= 2004 Australian Production Car Championship =

Motor racing championship

The 2004 Australian Production Car Championship was a CAMS sanctioned national motor racing title open to Group 3E Series Production Cars. The championship, which was the 11th Australian Production Car Championship, was managed by Procar Australia as part of the 2004 PROCAR Championship Series. The championship was won by Chris Alajajian driving a Subaru Liberty GT.

==Race calendar==
The championship was contested over a seven-round series with two races per round.
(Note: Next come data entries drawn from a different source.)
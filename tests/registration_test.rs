//! Integration tests for the registration ledger
//!
//! Run with: cargo test --test registration_test

mod common;

use std::sync::atomic::{AtomicU32, Ordering};
use std::sync::Arc;

use common::{make_event, make_user, now, open_event, test_db};
use pretty_assertions::assert_eq;
use yasami::core::registration::{list_events_by_city, register_for_event, unregister_from_event};
use yasami::core::types::{Gender, TargetAudience};
use yasami::storage::db::get_connection;
use yasami::storage::events::participant_count;
use yasami::DomainError;

#[test]
fn test_register_and_unregister_cycle() {
    let db = test_db();
    let creator = make_user(&db, 1, 30, Gender::Male);
    let user = make_user(&db, 2, 25, Gender::Female);
    let event = open_event(&db, creator.id, Some(5));

    let mut conn = get_connection(&db.pool).unwrap();
    register_for_event(&mut conn, user.id, event.id, now()).unwrap();

    // Повторная регистрация отклоняется
    let err = register_for_event(&mut conn, user.id, event.id, now()).unwrap_err();
    assert!(matches!(err, DomainError::AlreadyRegistered));

    unregister_from_event(&mut conn, user.id, event.id).unwrap();

    // Отмена без регистрации отклоняется
    let err = unregister_from_event(&mut conn, user.id, event.id).unwrap_err();
    assert!(matches!(err, DomainError::NotRegistered));

    // Освободившееся место можно занять снова
    register_for_event(&mut conn, user.id, event.id, now()).unwrap();
    assert_eq!(participant_count(&conn, event.id).unwrap(), 1);
}

#[test]
fn test_unknown_event_and_user() {
    let db = test_db();
    let user = make_user(&db, 1, 25, Gender::Male);

    let mut conn = get_connection(&db.pool).unwrap();
    let err = register_for_event(&mut conn, user.id, 999, now()).unwrap_err();
    assert!(matches!(err, DomainError::NotFound));

    let creator = make_user(&db, 2, 30, Gender::Male);
    let event = open_event(&db, creator.id, None);
    let err = register_for_event(&mut conn, 999, event.id, now()).unwrap_err();
    assert!(matches!(err, DomainError::NotFound));
}

#[test]
fn test_creator_cannot_register_for_own_event() {
    let db = test_db();
    let creator = make_user(&db, 1, 30, Gender::Male);
    let event = open_event(&db, creator.id, None);

    let mut conn = get_connection(&db.pool).unwrap();
    let err = register_for_event(&mut conn, creator.id, event.id, now()).unwrap_err();
    assert!(matches!(err, DomainError::OwnEvent));
    assert_eq!(participant_count(&conn, event.id).unwrap(), 0);
}

#[test]
fn test_age_and_gender_eligibility() {
    let db = test_db();
    let creator = make_user(&db, 1, 30, Gender::Male);
    let event = make_event(
        &db,
        creator.id,
        now() + chrono::Duration::days(3),
        None,
        TargetAudience::Female,
        Some(18),
        Some(30),
    );

    let mut conn = get_connection(&db.pool).unwrap();

    let young = make_user(&db, 2, 16, Gender::Female);
    assert!(matches!(
        register_for_event(&mut conn, young.id, event.id, now()).unwrap_err(),
        DomainError::IneligibleAge {
            min_age: Some(18),
            max_age: None
        }
    ));

    let old = make_user(&db, 3, 45, Gender::Female);
    assert!(matches!(
        register_for_event(&mut conn, old.id, event.id, now()).unwrap_err(),
        DomainError::IneligibleAge {
            min_age: None,
            max_age: Some(30)
        }
    ));

    let man = make_user(&db, 4, 25, Gender::Male);
    assert!(matches!(
        register_for_event(&mut conn, man.id, event.id, now()).unwrap_err(),
        DomainError::IneligibleGender
    ));

    let woman = make_user(&db, 5, 25, Gender::Female);
    register_for_event(&mut conn, woman.id, event.id, now()).unwrap();
}

#[test]
fn test_capacity_is_enforced() {
    let db = test_db();
    let creator = make_user(&db, 1, 30, Gender::Male);
    let event = open_event(&db, creator.id, Some(2));

    let mut conn = get_connection(&db.pool).unwrap();
    let a = make_user(&db, 2, 25, Gender::Male);
    let b = make_user(&db, 3, 25, Gender::Female);
    let c = make_user(&db, 4, 25, Gender::Male);

    register_for_event(&mut conn, a.id, event.id, now()).unwrap();
    register_for_event(&mut conn, b.id, event.id, now()).unwrap();

    let err = register_for_event(&mut conn, c.id, event.id, now()).unwrap_err();
    assert!(matches!(err, DomainError::Full));
    assert_eq!(participant_count(&conn, event.id).unwrap(), 2);
}

#[test]
fn test_concurrent_race_for_last_slot_admits_exactly_one() {
    let db = test_db();
    let creator = make_user(&db, 1, 30, Gender::Male);
    let event = open_event(&db, creator.id, Some(1));

    let candidates: Vec<i64> = (0..4)
        .map(|i| make_user(&db, 100 + i, 25, Gender::Male).id)
        .collect();

    let successes = Arc::new(AtomicU32::new(0));
    let mut handles = Vec::new();

    for user_id in candidates {
        let pool = Arc::clone(&db.pool);
        let successes = Arc::clone(&successes);
        let event_id = event.id;
        handles.push(std::thread::spawn(move || {
            let mut conn = pool.get().unwrap();
            match register_for_event(&mut conn, user_id, event_id, now()) {
                Ok(()) => {
                    successes.fetch_add(1, Ordering::SeqCst);
                }
                Err(DomainError::Full) => {}
                Err(e) => panic!("unexpected error in race: {e}"),
            }
        }));
    }

    for handle in handles {
        handle.join().unwrap();
    }

    assert_eq!(successes.load(Ordering::SeqCst), 1);
    let conn = get_connection(&db.pool).unwrap();
    assert_eq!(participant_count(&conn, event.id).unwrap(), 1);
}

#[test]
fn test_city_catalog_filters_and_orders() {
    let db = test_db();
    let creator = make_user(&db, 1, 30, Gender::Male);

    let later = make_event(
        &db,
        creator.id,
        now() + chrono::Duration::days(5),
        None,
        TargetAudience::All,
        None,
        None,
    );
    let sooner = make_event(
        &db,
        creator.id,
        now() + chrono::Duration::days(1),
        None,
        TargetAudience::All,
        None,
        None,
    );
    // Прошедшее мероприятие не попадает в каталог
    make_event(
        &db,
        creator.id,
        now() - chrono::Duration::days(1),
        None,
        TargetAudience::All,
        None,
        None,
    );

    let conn = get_connection(&db.pool).unwrap();
    let catalog = list_events_by_city(&conn, "Москва", now()).unwrap();
    let ids: Vec<i64> = catalog.iter().map(|e| e.id).collect();
    assert_eq!(ids, vec![sooner.id, later.id]);

    assert!(list_events_by_city(&conn, "Казань", now()).unwrap().is_empty());
}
| Round | Circuit | State | Date |
| 1 | Adelaide Parklands Circuit | South Australia | 19–20 March |
| 2 | Oran Park Grand Prix Circuit | New South Wales | 18 April |
| 3 | Sandown International Motor Raceway | Victoria | 16 May |
| 4 | Winton Motor Raceway | Victoria | 20 June |
| 5 | Eastern Creek International Motor Raceway | New South Wales | 18 July |
| 6 | Wakefield Park | New South Wales | 8 August |
| 7 | Mallala Motor Sport Park | South Australia | 19 September |

==Classes==
Car competed in four classes based on the performance potential of each car.

==Points system==
Outright championship points were awarded on a 30–24–20–18–17–16–15–14–13–12–11–10–9–8–7–6–5–4–3–2–1 basis to the first 21 finishers in each class in each race. In addition, 3 outright championship points were awarded to the driver setting the fastest qualifying time in each class for race 1 at each round. Class championship points were awarded on the same basis as outright championship points.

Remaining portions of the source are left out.